To do: Scan each line of the records for the word "increment" and extract the ones that have it.

Data shown:
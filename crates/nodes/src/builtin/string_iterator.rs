//! String iterator producer — one item per loop iteration.

use std::sync::{Arc, Mutex};

use async_trait::async_trait;
use serde_json::json;
use tracing::info;

use crate::error::NodeError;
use crate::payload::{unique_output_key, ExecutionPool, NodeConfig, NodeOutput, WorkflowKind};
use crate::traits::{NodeBase, NodeKind, WorkflowNode};

pub const IDENTIFIER: &str = "string-iterator";

#[derive(Default)]
struct IteratorState {
    items: Vec<String>,
    index: usize,
}

/// Splits `data_content` by the configured separator at setup and emits
/// one trimmed item per iteration; the sentinel follows the last item.
pub struct StringIteratorNode {
    base: NodeBase,
    state: Mutex<IteratorState>,
}

pub fn create(config: NodeConfig) -> Result<Arc<dyn WorkflowNode>, NodeError> {
    Ok(Arc::new(StringIteratorNode {
        base: NodeBase::new(config),
        state: Mutex::new(IteratorState::default()),
    }))
}

impl StringIteratorNode {
    fn delimiter(&self) -> String {
        let separator_type = self
            .base
            .form_str("separator_type")
            .unwrap_or_else(|| "newline".to_owned());
        match separator_type.as_str() {
            "comma" => ",".to_owned(),
            "custom" => self
                .base
                .form_str("custom_separator")
                .filter(|s| !s.is_empty())
                .unwrap_or_else(|| "\n".to_owned()),
            _ => "\n".to_owned(),
        }
    }
}

#[async_trait]
impl WorkflowNode for StringIteratorNode {
    fn base(&self) -> &NodeBase {
        &self.base
    }

    fn node_type(&self) -> &'static str {
        IDENTIFIER
    }

    fn kind(&self) -> NodeKind {
        NodeKind::Producer
    }

    fn execution_pool(&self) -> ExecutionPool {
        ExecutionPool::Async
    }

    fn supported_workflow_types(&self) -> &'static [WorkflowKind] {
        &[WorkflowKind::Production]
    }

    fn is_ready(&self) -> Result<(), Vec<String>> {
        match self.base.form_str("data_content") {
            Some(content) if !content.trim().is_empty() => Ok(()),
            _ => Err(vec!["data_content is required".to_owned()]),
        }
    }

    async fn setup(&self) -> Result<(), NodeError> {
        let raw = self.base.form_str("data_content").unwrap_or_default();
        let delimiter = self.delimiter();
        let items: Vec<String> = raw
            .split(&delimiter)
            .map(str::trim)
            .filter(|item| !item.is_empty())
            .map(str::to_owned)
            .collect();

        info!(node_id = self.base.id(), item_count = items.len(), "string iterator initialized");
        *self.state.lock().expect("iterator state lock poisoned") =
            IteratorState { items, index: 0 };
        Ok(())
    }

    async fn execute(&self, mut input: NodeOutput) -> Result<NodeOutput, NodeError> {
        let (item, index) = {
            let mut state = self.state.lock().expect("iterator state lock poisoned");
            if state.index >= state.items.len() {
                info!(node_id = self.base.id(), total = state.items.len(), "iteration finished");
                let mut data = serde_json::Map::new();
                data.insert("value".to_owned(), json!("Iteration completed"));
                return Ok(NodeOutput::completed(input.id, data));
            }
            let item = state.items[state.index].clone();
            state.index += 1;
            (item, state.index)
        };

        let output_key = unique_output_key(&input.data, "string_iterator");
        input.data.insert(
            output_key,
            json!({ "value": item, "iteration_index": index }),
        );
        Ok(input)
    }
}

#[cfg(test)]
mod tests {
    use super::*;

    fn iterator(content: &str, separator: &str) -> Arc<dyn WorkflowNode> {
        let mut config = NodeConfig::new("s1", IDENTIFIER);
        config.data.form = json!({ "data_content": content, "separator_type": separator })
            .as_object()
            .cloned()
            .unwrap();
        create(config).unwrap()
    }

    #[tokio::test]
    async fn emits_trimmed_items_then_sentinel() {
        let node = iterator("a, b , c", "comma");
        node.setup().await.unwrap();

        let first = node.execute(NodeOutput::empty()).await.unwrap();
        assert_eq!(first.data["string_iterator"]["value"], "a");
        let second = node.execute(NodeOutput::empty()).await.unwrap();
        assert_eq!(second.data["string_iterator"]["value"], "b");
        let third = node.execute(NodeOutput::empty()).await.unwrap();
        assert_eq!(third.data["string_iterator"]["value"], "c");

        let done = node.execute(NodeOutput::empty()).await.unwrap();
        assert!(done.is_execution_completed());
    }

    #[tokio::test]
    async fn setup_resets_the_cursor() {
        let node = iterator("x", "newline");
        node.setup().await.unwrap();
        node.execute(NodeOutput::empty()).await.unwrap();
        node.setup().await.unwrap();

        let again = node.execute(NodeOutput::empty()).await.unwrap();
        assert_eq!(again.data["string_iterator"]["value"], "x");
    }
}
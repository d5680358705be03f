//! Counter producer — stateful iteration between two bounds.

use std::sync::{Arc, Mutex};

use async_trait::async_trait;
use serde_json::json;
use tracing::{debug, info};

use crate::error::NodeError;
use crate::payload::{meta, unique_output_key, ExecutionPool, NodeConfig, NodeOutput, WorkflowKind};
use crate::traits::{NodeBase, NodeKind, WorkflowNode};

pub const IDENTIFIER: &str = "counter";

/// Stateful counter that iterates between `min_value` and `max_value`.
///
/// `increment` mode starts at the minimum and adds `step` each iteration;
/// `decrement` starts at the maximum and subtracts. Crossing the bound
/// produces the termination sentinel. `cleanup` resets the state.
///
/// Output under a collision-resolved `counter` key:
/// `{current, min, max, step, direction, iteration}`.
pub struct CounterNode {
    base: NodeBase,
    current: Mutex<Option<i64>>,
}

pub fn create(config: NodeConfig) -> Result<Arc<dyn WorkflowNode>, NodeError> {
    Ok(Arc::new(CounterNode {
        base: NodeBase::new(config),
        current: Mutex::new(None),
    }))
}

impl CounterNode {
    fn direction(&self) -> String {
        self.base
            .form_str("direction")
            .unwrap_or_else(|| "increment".to_owned())
    }
}

#[async_trait]
impl WorkflowNode for CounterNode {
    fn base(&self) -> &NodeBase {
        &self.base
    }

    fn node_type(&self) -> &'static str {
        IDENTIFIER
    }

    fn kind(&self) -> NodeKind {
        NodeKind::Producer
    }

    fn execution_pool(&self) -> ExecutionPool {
        ExecutionPool::Async
    }

    fn supported_workflow_types(&self) -> &'static [WorkflowKind] {
        // A stateful loop producer has no place in request/response runs.
        &[WorkflowKind::Production]
    }

    fn is_ready(&self) -> Result<(), Vec<String>> {
        let mut errors = Vec::new();
        let min = self.base.form_i64("min_value", 0);
        let max = self.base.form_i64("max_value", 10);
        if min > max {
            errors.push(format!("min_value {min} exceeds max_value {max}"));
        }
        if self.base.form_i64("step", 1) <= 0 {
            errors.push("step must be positive".to_owned());
        }
        match self.direction().as_str() {
            "increment" | "decrement" => {}
            other => errors.push(format!("direction must be increment or decrement, got '{other}'")),
        }
        if errors.is_empty() {
            Ok(())
        } else {
            Err(errors)
        }
    }

    async fn execute(&self, mut input: NodeOutput) -> Result<NodeOutput, NodeError> {
        let min = self.base.form_i64("min_value", 0);
        let max = self.base.form_i64("max_value", 10);
        let step = self.base.form_i64("step", 1);
        let direction = self.direction();

        let mut current = self.current.lock().expect("counter state lock poisoned");
        let value = *current.get_or_insert(if direction == "increment" { min } else { max });

        let exhausted = if direction == "increment" { value > max } else { value < min };
        if exhausted {
            info!(node_id = self.base.id(), current = value, "counter completed");
            return Ok(NodeOutput::completed(input.id, input.data));
        }

        let iteration = self.base.execution_count() + 1;
        let output_key = unique_output_key(&input.data, "counter");
        input.data.insert(
            output_key,
            json!({
                "current": value,
                "min": min,
                "max": max,
                "step": step,
                "direction": direction,
                "iteration": iteration,
            }),
        );

        debug!(node_id = self.base.id(), current = value, iteration, "counter iteration");

        *current = Some(if direction == "increment" { value + step } else { value - step });

        input.metadata.insert(meta::SOURCE_NODE_ID.to_owned(), json!(self.base.id()));
        input.metadata.insert(meta::OPERATION.to_owned(), json!("counter"));
        Ok(input)
    }

    async fn cleanup(&self, _input: Option<&NodeOutput>) -> Result<(), NodeError> {
        *self.current.lock().expect("counter state lock poisoned") = None;
        debug!(node_id = self.base.id(), "counter reset");
        Ok(())
    }
}

#[cfg(test)]
mod tests {
    use super::*;

    fn counter(min: i64, max: i64) -> Arc<dyn WorkflowNode> {
        let mut config = NodeConfig::new("c1", IDENTIFIER);
        config.data.form = json!({ "min_value": min, "max_value": max, "step": 1 })
            .as_object()
            .cloned()
            .unwrap();
        create(config).unwrap()
    }

    #[tokio::test]
    async fn emits_values_then_sentinel() {
        let node = counter(1, 2);
        let first = node.execute(NodeOutput::empty()).await.unwrap();
        assert_eq!(first.data["counter"]["current"], 1);
        node.base().bump_execution_count();

        let second = node.execute(NodeOutput::empty()).await.unwrap();
        assert_eq!(second.data["counter"]["current"], 2);
        node.base().bump_execution_count();

        let done = node.execute(NodeOutput::empty()).await.unwrap();
        assert!(done.is_execution_completed());
    }

    #[tokio::test]
    async fn cleanup_resets_state() {
        let node = counter(5, 5);
        let first = node.execute(NodeOutput::empty()).await.unwrap();
        assert_eq!(first.data["counter"]["current"], 5);

        node.cleanup(None).await.unwrap();
        let again = node.execute(NodeOutput::empty()).await.unwrap();
        assert_eq!(again.data["counter"]["current"], 5);
    }

    #[test]
    fn invalid_bounds_fail_readiness() {
        let node = counter(10, 1);
        let errors = node.is_ready().unwrap_err();
        assert_eq!(errors.len(), 1);
        assert!(errors[0].contains("exceeds"));
    }
}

Answer to this problem:
/// `increment` mode starts at the minimum and adds `step` each iteration;
            .unwrap_or_else(|| "increment".to_owned())
            "increment" | "decrement" => {}
            other => errors.push(format!("direction must be increment or decrement, got '{other}'")),
        let value = *current.get_or_insert(if direction == "increment" { min } else { max });
        let exhausted = if direction == "increment" { value > max } else { value < min };
        *current = Some(if direction == "increment" { value + step } else { value - step });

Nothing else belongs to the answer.